ETFs provide a wide choice of investment options, including asset class, geography, sector and investment strategy. ETFs typically track the performance of specific benchmark index. The benchmark can be made up of individual stocks, bonds or other securities therefore, owning a few ETFs can be an easy way to diversify a portfolio.

Trading flexibility

ETFs trade on stock exchanges so that when you buy or sell an ETF, the price is known at the time of the transaction. Mutual fund purchases and sales in contrast, are processed at the end of each trading day, based on their net asset value (NAV) and therefore an investor is unaware of the price when the transaction is placed. ETFs are designed so that they trade close to the value of the underlying stocks in their "basket". This provides greater assurance that the price of the ETF will reflect the value of the underlying assets, although in certain market conditions this may not be the case.
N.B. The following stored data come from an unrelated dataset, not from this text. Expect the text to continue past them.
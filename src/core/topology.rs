//! Topology of the 2D grids the layer works with: the minicolumn grid and the input frame.
//!
//! `Grid` converts between arena indices and `(x, y)` coordinates in row-major order.
//! `GridRect` is an inclusive, axis-aligned box clipped to a grid. It describes both receptive
//! fields in input space and Chebyshev neighborhoods in minicolumn space, and iterates over the
//! cells it covers.

use serde::{Deserialize, Serialize};
use std::cmp::min;

/// The shape of a 2D grid stored row-major in a flat arena.
#[derive(Debug, Clone, Copy, PartialEq, Eq, Serialize, Deserialize)]
pub struct Grid {
    pub width: u32,
    pub height: u32,
}

impl Grid {
    #[inline]
    pub fn new(width: u32, height: u32) -> Self {
        Self { width, height }
    }

    /// Number of cells in the grid.
    #[inline]
    pub fn len(&self) -> usize {
        self.width as usize * self.height as usize
    }

    #[inline]
    pub fn is_empty(&self) -> bool {
        self.len() == 0
    }

    /// Converts `(x, y)` coordinates into a linear arena index.
    #[inline]
    pub fn index(&self, x: u32, y: u32) -> usize {
        y as usize * self.width as usize + x as usize
    }

    /// Converts a linear arena index into `(x, y)` coordinates.
    #[inline]
    pub fn coordinates(&self, index: usize) -> (u32, u32) {
        let width = self.width as usize;
        ((index % width) as u32, (index / width) as u32)
    }

    /// The box of every cell within Chebyshev distance `radius` of `(x, y)`, clipped to the grid.
    #[inline]
    pub fn neighborhood(&self, x: u32, y: u32, radius: u32) -> GridRect {
        GridRect::around(x, y, radius, self.width, self.height)
    }
}

/// An inclusive rectangle `[left, right] x [top, bottom]` of grid cells.
#[derive(Debug, Clone, Copy, PartialEq, Eq)]
pub struct GridRect {
    pub top: u32,
    pub left: u32,
    pub bottom: u32,
    pub right: u32,
}

impl GridRect {
    /// The box centered on `(x, y)` with half-side `radius`, clipped to `[0, width-1] x [0, height-1]`.
    #[inline]
    pub fn around(x: u32, y: u32, radius: u32, width: u32, height: u32) -> Self {
        Self {
            top: y.saturating_sub(radius),
            left: x.saturating_sub(radius),
            bottom: min(y.saturating_add(radius), height.saturating_sub(1)),
            right: min(x.saturating_add(radius), width.saturating_sub(1)),
        }
    }

    #[inline]
    pub fn width(&self) -> u32 {
        self.right - self.left + 1
    }

    #[inline]
    pub fn height(&self) -> u32 {
        self.bottom - self.top + 1
    }

    /// Number of cells covered.
    #[inline]
    pub fn area(&self) -> usize {
        self.width() as usize * self.height() as usize
    }

    #[inline]
    pub fn contains(&self, x: u32, y: u32) -> bool {
        (self.left..=self.right).contains(&x) && (self.top..=self.bottom).contains(&y)
    }

    /// Iterates over the `(x, y)` coordinates of every covered cell in row-major order.
    #[inline]
    pub fn cells(&self) -> Cells {
        Cells {
            rect: *self,
            x: self.left,
            y: self.top,
            remaining: self.area(),
        }
    }
}

/// Iterator over the cells of a `GridRect`.
pub struct Cells {
    rect: GridRect,
    x: u32,
    y: u32,
    remaining: usize,
}

impl Iterator for Cells {
    type Item = (u32, u32);

    fn next(&mut self) -> Option<Self::Item> {
        if self.remaining == 0 {
            return None;
        }
        let cell = (self.x, self.y);
        self.remaining -= 1;
        if self.x == self.rect.right {
            self.x = self.rect.left;
            self.y += 1;
        } else {
            self.x += 1;
        }
        Some(cell)
    }

    fn size_hint(&self) -> (usize, Option<usize>) {
        (self.remaining, Some(self.remaining))
    }
}

impl ExactSizeIterator for Cells {}
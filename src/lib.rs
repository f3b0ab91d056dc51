//! Spatial pooling layer of a Hierarchical Temporal Memory.
//!
//! A grid of minicolumns learns sparse, stable representations of a streaming binary input
//! through synaptic permanence adaptation and local inhibition. Each timestep runs three
//! fork-join phases (inhibition radius, overlap, activation and learning) over disjoint
//! row partitions of the layer.

pub mod codec;
pub mod config;
pub mod core;
pub mod error;
pub mod htm;

pub use crate::codec::{Codec, NoiseCodec};
pub use crate::config::{ColumnConfig, HtmConfig, LayerConfig};
pub use crate::core::{layer::Layer, repr::Repr, spatial_pooler::SpatialPooler};
pub use crate::error::{HtmError, Result};
pub use crate::htm::Htm;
ETFs report their holdings every day and typically disclose the specific weighting of the constituents of the tracked index. In contrast, most mutual funds report their holdings periodically - typically quarterly or semi-annually so an investor may not the specific holdings of the Fund when they purchase the Fund. The transparency inherent in ETFs, with the tracking of a specific index, assures the investor that the ETF will maintain its investment strategy.

Cost effectiveness

Like all funds, ETFs have an annual fee referred to as a management fee (MER). But because ETFs are able to achieve lower operating costs, the fee charged by ETFs is generally lower than that charged by mutual funds, and certainly lower than the expense of holding all of the individual stocks directly, making ETFs cost-effective. The understand the full cost of ownership, an investor should include all brokerage commissions applicable when buying or selling all products including ETFs.

Tax efficiency

ETFs are generally more tax-efficient than some other financial products because they rarely generate capital gains. This is mainly because the turnover of the underlying portfolio lower - particularly with index based ETFs - but also because ETFs have a unique tax efficient "in kind" redemption process which minimizes taxes. The ETF investor would generally only pay capital gains tax when the units are sold.

Note that some ETFs also offer dividends or other distributions on a regular basis. These distributions are taxable if held in a non-registered account.

Lower volatility and reduced risk

The price of a stock can change dramatically throughout the day due to company news, economic factors and other global events, however because of ETFs inherent diversity they generally have lower price volatility than the individual stocks. The overall price movement of an ETF is dependent on the movement of all the holdings in the fund.